Catholic priest, accuser agree to drop dueling lawsuits involving New Orleans church

NEW ORLEANS (LA)
Nola.com [New Orleans, LA]

December 17, 2022

By Stephanie Riegel

They walk away from the litigation as FBI reviews spending at St. Peter Claver Church

A man who had said he was raped as a 10-year-old boy on an overnight trip by a Roman Catholic priest from New Orleans has reached an agreement to drop his lawsuit, court documents show. The Rev. John Asare-Dankwah, former pastor of St. Peter Claver Church in Treme, has, in turn, agreed to drop a countersuit against the accuser, who is now in his 20s and is identified in court documents only as A.A. Doe.

In a conference Thursday with U.S. District Judge Susie Morgan, attorneys for both sides said they will file a joint motion by Dec. 22 to dismiss the allegations against each other, according to court records. That doesn’t mean the two sides reached a monetary settlement, only that they decided to walk away from the high-profile suits.

The Asare-Dankwah case is significant among the dozens of clergy abuse lawsuits filed against the Archdiocese of New Orleans in recent years because it involves the FBI. Federal agents are investigating information uncovered in an audit alleging Asare-Dankwah misappropriated almost $400,000 while pastor of St. Peter Claver.

The archdiocese confirmed last month that it turned information from the audit over to the FBI in September 2021, and is continuing to cooperate with the investigation. The FBI won’t comment.

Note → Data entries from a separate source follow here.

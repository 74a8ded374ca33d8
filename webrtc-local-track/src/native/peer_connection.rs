// Copyright 2025 LiveKit, Inc.
//
// Licensed under the Apache License, Version 2.0 (the "License");
// you may not use this file except in compliance with the License.
// You may obtain a copy of the License at
//
//     http://www.apache.org/licenses/LICENSE-2.0
//
// Unless required by applicable law or agreed to in writing, software
// distributed under the License is distributed on an "AS IS" BASIS,
// WITHOUT WARRANTIES OR CONDITIONS OF ANY KIND, either express or implied.
// See the License for the specific language governing permissions and
// limitations under the License.

use crate::{rtp_sender::RtpSender, video_track::RtcVideoTrack, RtcError};

/// Engine-level peer connection owning the senders of local tracks.
pub trait PeerConnectionInterface: Send + Sync {
    fn add_track(&self, track: RtcVideoTrack, stream_ids: &[String])
        -> Result<RtpSender, RtcError>;

    fn remove_track(&self, sender: RtpSender) -> Result<(), RtcError>;

    fn close(&self);
}
// Copyright 2025 LiveKit, Inc.
//
// Licensed under the Apache License, Version 2.0 (the "License");
// you may not use this file except in compliance with the License.
// You may obtain a copy of the License at
//
//     http://www.apache.org/licenses/LICENSE-2.0
//
// Unless required by applicable law or agreed to in writing, software
// distributed under the License is distributed on an "AS IS" BASIS,
// WITHOUT WARRANTIES OR CONDITIONS OF ANY KIND, either express or implied.
// See the License for the specific language governing permissions and
// limitations under the License.

pub use crate::config::PeerConnectionConfig;
pub use crate::local_video_track::LocalVideoTrack;
pub use crate::media_stream_track::RtcTrackState;
pub use crate::native::{
    PeerConnectionInterface, RtpSenderInterface, VideoSink, VideoSinkWants, VideoTrackInterface,
};
pub use crate::peer_connection::{LocalVideoTrackOwner, PeerConnection};
pub use crate::rtp_sender::RtpSender;
pub use crate::video_frame::{FrameError, I420Buffer, VideoFrame, VideoRotation};
pub use crate::video_frame_observer::{OnVideoFrame, VideoFrameObserver};
pub use crate::video_track::RtcVideoTrack;
pub use crate::{InteropHandle, RtcError, RtcErrorType};
// Copyright 2025 LiveKit, Inc.
//
// Licensed under the Apache License, Version 2.0 (the "License");
// you may not use this file except in compliance with the License.
// You may obtain a copy of the License at
//
//     http://www.apache.org/licenses/LICENSE-2.0
//
// Unless required by applicable law or agreed to in writing, software
// distributed under the License is distributed on an "AS IS" BASIS,
// WITHOUT WARRANTIES OR CONDITIONS OF ANY KIND, either express or implied.
// See the License for the specific language governing permissions and
// limitations under the License.

pub trait RtpSenderInterface: Send + Sync {
    fn id(&self) -> String;

    fn track_id(&self) -> Option<String>;
}
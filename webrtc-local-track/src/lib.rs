// Copyright 2025 LiveKit, Inc.
//
// Licensed under the Apache License, Version 2.0 (the "License");
// you may not use this file except in compliance with the License.
// You may obtain a copy of the License at
//
//     http://www.apache.org/licenses/LICENSE-2.0
//
// Unless required by applicable law or agreed to in writing, software
// distributed under the License is distributed on an "AS IS" BASIS,
// WITHOUT WARRANTIES OR CONDITIONS OF ANY KIND, either express or implied.
// See the License for the specific language governing permissions and
// limitations under the License.

use thiserror::Error;

#[derive(Debug, Copy, Clone, PartialEq, Eq)]
pub enum RtcErrorType {
    Internal,
    InvalidParameter,
    InvalidState,
}

#[derive(Error, Debug, Clone)]
#[error("an RtcError occured: {error_type:?} - {message}")]
pub struct RtcError {
    pub error_type: RtcErrorType,
    pub message: String,
}

impl RtcError {
    pub(crate) fn new(error_type: RtcErrorType, message: impl Into<String>) -> Self {
        Self { error_type, message: message.into() }
    }
}

/// Opaque value an external consumer attaches to a track so it can correlate
/// callbacks with its own bookkeeping. Never dereferenced by this crate.
#[derive(Debug, Default, Copy, Clone, PartialEq, Eq, Hash)]
#[repr(transparent)]
pub struct InteropHandle(usize);

impl InteropHandle {
    pub const NULL: InteropHandle = InteropHandle(0);

    pub fn new(value: usize) -> Self {
        Self(value)
    }

    pub fn value(&self) -> usize {
        self.0
    }

    pub fn is_null(&self) -> bool {
        self.0 == 0
    }
}

pub mod config;
pub mod local_video_track;
pub mod media_stream_track;
pub mod native;
pub mod peer_connection;
pub mod prelude;
pub mod rtp_sender;
pub mod video_frame;
pub mod video_frame_observer;
pub mod video_track;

A dismissal of the dueling lawsuits means additional details about Asare-Dankwah’s financial dealings at St. Peter Claver could remain under wraps. The attorneys for his accuser had been seeking to make public investigative material used to produce the audit, court documents show.

Attorneys for the archdiocese and for Asare-Dankwah, who is no longer affiliated with the New Orleans archdiocese, opposed releasing that information, arguing that it lacked relevance and that the only reason the accuser was seeking the information was to “harass and embarrass Fr. Asare and the archdiocese.”

The church bankruptcy

The Asare-Dankwah case is separate but related to the Chapter 11 bankruptcy case that the archdiocese filed in 2020, amid mounting clergy sex abuse allegations and declining church attendance due to the COVID-19 pandemic.

The 2021 lawsuit alleged that Asare-Dankwah raped the boy in 2008 on an overnight retreat, when the priest was stationed at Blessed Trinity Catholic Church in Broadmoor. The suit said the priest beat the boy the next morning while condemning homosexuality as a sin.

The priest was removed from his post at St. Peter Claver shortly after the suit was filed. He countersued, not only arguing that the rape allegation was false but asserting that the accuser should pay him damages for unjustly harming his reputation, invading his privacy and intentionally causing him emotional distress.

St. Peter Claver audit

Not long after Asare-Dankwah’s removal, allegations of financial impropriety at the church surfaced, prompting the archdiocese to order a forensic audit. The Carr, Riggs and Ingram accounting firm conducted the audit, which found that during his years as pastor, Asare-Dankwah made questionable payments totaling at least $368,682 to himself, associates and personal credit card accounts.

Attorneys for Asare-Dankwah and the archdiocese asked the court earlier this year to keep the findings of the audit confidential. Morgan denied that request, saying the “embarrassing” information does not outweigh the “public’s interest in an open and honest judicial process.”

Since then, the accuser’s attorneys have asked the court to unseal the source material used to produce the audit, including the transcript of recorded statements that Asare-Dankwah made to auditors. According to court documents that cite the audit, those statements include, “The archdiocese let me do it,” “The finance council approved what I was doing,” and “my mentor told me to do it this way.”

The archdiocese and Asare-Dankwah’s attorney argued the source material should remain under wraps, calling the plaintiff’s request for information a “fishing expedition” that is “beyond the scope of discovery, lacks any relevance to the purported sexual assault and is wholly inadmissible.”

Under wraps

With the dismissal of the dueling suits, the information remains under wraps.

Asare-Dankwah’s accuser is one of some 450 people who have brought forward allegations of clergy abuse against the Archdiocese of New Orleans, although one of just two dozen or so who have filed lawsuits. 

The archdiocese bankruptcy case is slowly making its way through court with the eventual goal of creating a reorganization plan that will pay off the claimants.

Attorneys in the case have said recently that a settlement is still months or more away.